JoongAng Ilbo suggests the executions, carried out at a military academy in the capital, Pyongyang, are part of a “new reign of terror” sparked by “a series of defections by senior officials that has rekindled talk of instability and disunity among the North Korea elite”.
AA guns are heavy-duty high-caliber machine guns that can “pulverise” a human body according to to Greg Scarlatoiu and Joseph Bermudez Jr from the US Committee for Human Rights in North Korea (HRNK), quoted in the Washington Post.
Such executions are said to be carried out on firing ranges like the one pictured below.
Little is known about Kim Yong Jin, who was last mentioned by North Korea’s state news agency on June 15, when it reported he attended an event celebrating the 50th anniversary of the founding of North Korea’s taekwondo federation.

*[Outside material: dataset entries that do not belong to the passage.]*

//! Desired-state mutation with retries

use std::future::Future;
use std::sync::Arc;
use std::time::Duration;

use async_trait::async_trait;
use tracing::{error, info, warn};

use crate::audit::AuditSink;
use crate::deploy::ExitStatus;
use crate::errors::DeployError;
use crate::utils::{calc_exp_backoff, short_sha, CooldownOptions};

/// Transport that moves a remote ref
#[async_trait]
pub trait RefTransport: Send + Sync {
    /// Point `ref_name` at `git_url` to `commit`
    async fn mutate_ref(
        &self,
        git_url: &str,
        ref_name: &str,
        commit: &str,
        force: bool,
    ) -> Result<(), DeployError>;
}

/// Records a commit as the desired version of a deploy group
#[async_trait]
pub trait MarkForDeployment: Send + Sync {
    async fn mark(&self, service: &str, deploy_group: &str, commit: &str, git_url: &str) -> ExitStatus;
}

/// Mutator options
#[derive(Debug, Clone)]
pub struct MutatorOptions {
    /// Total attempts, including the first
    pub attempts: u32,

    /// Delay between attempts
    pub cooldown: CooldownOptions,

    /// Prefix of the per deploy group branch
    pub ref_prefix: String,
}

impl Default for MutatorOptions {
    fn default() -> Self {
        Self {
            attempts: 3,
            cooldown: CooldownOptions::default(),
            ref_prefix: "paasta-".to_string(),
        }
    }
}

/// Force-writes the desired-state ref, retrying transient failures
pub struct DesiredStateMutator {
    transport: Arc<dyn RefTransport>,
    audit: Arc<dyn AuditSink>,
    options: MutatorOptions,
}

impl DesiredStateMutator {
    pub fn new(
        transport: Arc<dyn RefTransport>,
        audit: Arc<dyn AuditSink>,
        options: MutatorOptions,
    ) -> Self {
        Self {
            transport,
            audit,
            options,
        }
    }

    /// Ref holding the desired commit of `deploy_group`
    pub fn ref_name(&self, deploy_group: &str) -> String {
        format!("refs/heads/{}{}", self.options.ref_prefix, deploy_group)
    }

    /// Like [`MarkForDeployment::mark`], sleeping between attempts with `sleep_fn`
    pub async fn mark_with_sleep<S, F>(
        &self,
        service: &str,
        deploy_group: &str,
        commit: &str,
        git_url: &str,
        sleep_fn: S,
    ) -> ExitStatus
    where
        S: Fn(Duration) -> F,
        F: Future<Output = ()>,
    {
        let ref_name = self.ref_name(deploy_group);
        let attempts = self.options.attempts.max(1);

        for attempt in 0..attempts {
            if attempt > 0 {
                sleep_fn(calc_exp_backoff(&self.options.cooldown, attempt - 1)).await;
            }

            match self
                .transport
                .mutate_ref(git_url, &ref_name, commit, true)
                .await
            {
                Ok(()) => {
                    info!(
                        "Marked {} for deployment in deploy group {} of {}",
                        short_sha(commit),
                        deploy_group,
                        service
                    );
                    self.audit
                        .log_audit(
                            "mark-for-deployment",
                            serde_json::json!({
                                "deploy_group": deploy_group,
                                "commit": commit,
                            }),
                            service,
                        )
                        .await;
                    return ExitStatus::Success;
                }
                Err(e) => {
                    warn!(
                        "Attempt {}/{} to update {} failed: {}",
                        attempt + 1,
                        attempts,
                        ref_name,
                        e
                    );
                }
            }
        }

        error!(
            "Giving up marking {} for deployment in {} after {} attempts",
            short_sha(commit),
            deploy_group,
            attempts
        );
        ExitStatus::Failure
    }
}

#[async_trait]
impl MarkForDeployment for DesiredStateMutator {
    async fn mark(&self, service: &str, deploy_group: &str, commit: &str, git_url: &str) -> ExitStatus {
        self.mark_with_sleep(service, deploy_group, commit, git_url, tokio::time::sleep)
            .await
    }
}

South Korea’s Yonhap news agency said Kim was executed by firing squad in July for unspecified anti-revolutionary and factional acts. Yonhap, citing an unidentified Seoul official, said Kim first faced an investigation because of the way he was seated during a June meeting attended by Kim Jong Un.
Kim Jong-Un, believed to be his early 30s, is revered at the center of an intense cult of personality at home, with state TV showing aging senior officials kowtowing and kneeling down before him. Last year, South Korea’s spy agency said Kim had his defense chief executed with an anti-aircraft gun for complaining about him and sleeping during a meeting he had presided over.
Jeong said Kim Yong Chol, a top ruling Workers’ Party official in charge of anti-Seoul spy operations, had also been ordered to undertake “revolutionary re-education,” in a reference to the banishment at a rural collective farm or a coal mine. Jeong said another senior party official dealing with propaganda affairs, Choe Hwi, was still on a similar “revolutionary re-education” program.
Seoul officials believe Kim Yong Chol, director of the party’s United Front Department, orchestrated two attacks that killed 50 South Koreans in 2010, when he headed the North Korean army’s intelligence agency. Kim disappeared from the public eye for about 50 days before the North’s state media on Sunday mentioned his name in a list of officials who attended ceremonies marking the Youth Day.
Yonhap said Kim Yong Chol was banished at a rural farm for about one month between mid-July and mid-August because of alleged high-handed attitudes and attempts to expand his United Front Department’s authority too much. Yonhap said he was recently reinstated.
The rival Koreas have shared the world’s most heavily fortified border since the end of the 1950-53 Korean War, and they bar ordinary citizens from exchanging phone calls, letters and emails without special permission.
Due to the secretive nature of the North Korean regime such stories are difficult to verify but numerous reports of similar gruesome executions have filtered out over the years.
In 2013 80 people were said to have been machine-gunned for watching foreign TV and owning Bibles.
A year earlier vice-minister of the army, Kim Chol, was reportedly killed by mortar rounds after he was accused of getting drunk during the 100-days set aside for North Koreans to reflect on the life of the nation’s former leader Kim Jong-il.
Kim Jong-un told the executioners to leave “no trace of him behind, down to his hair.”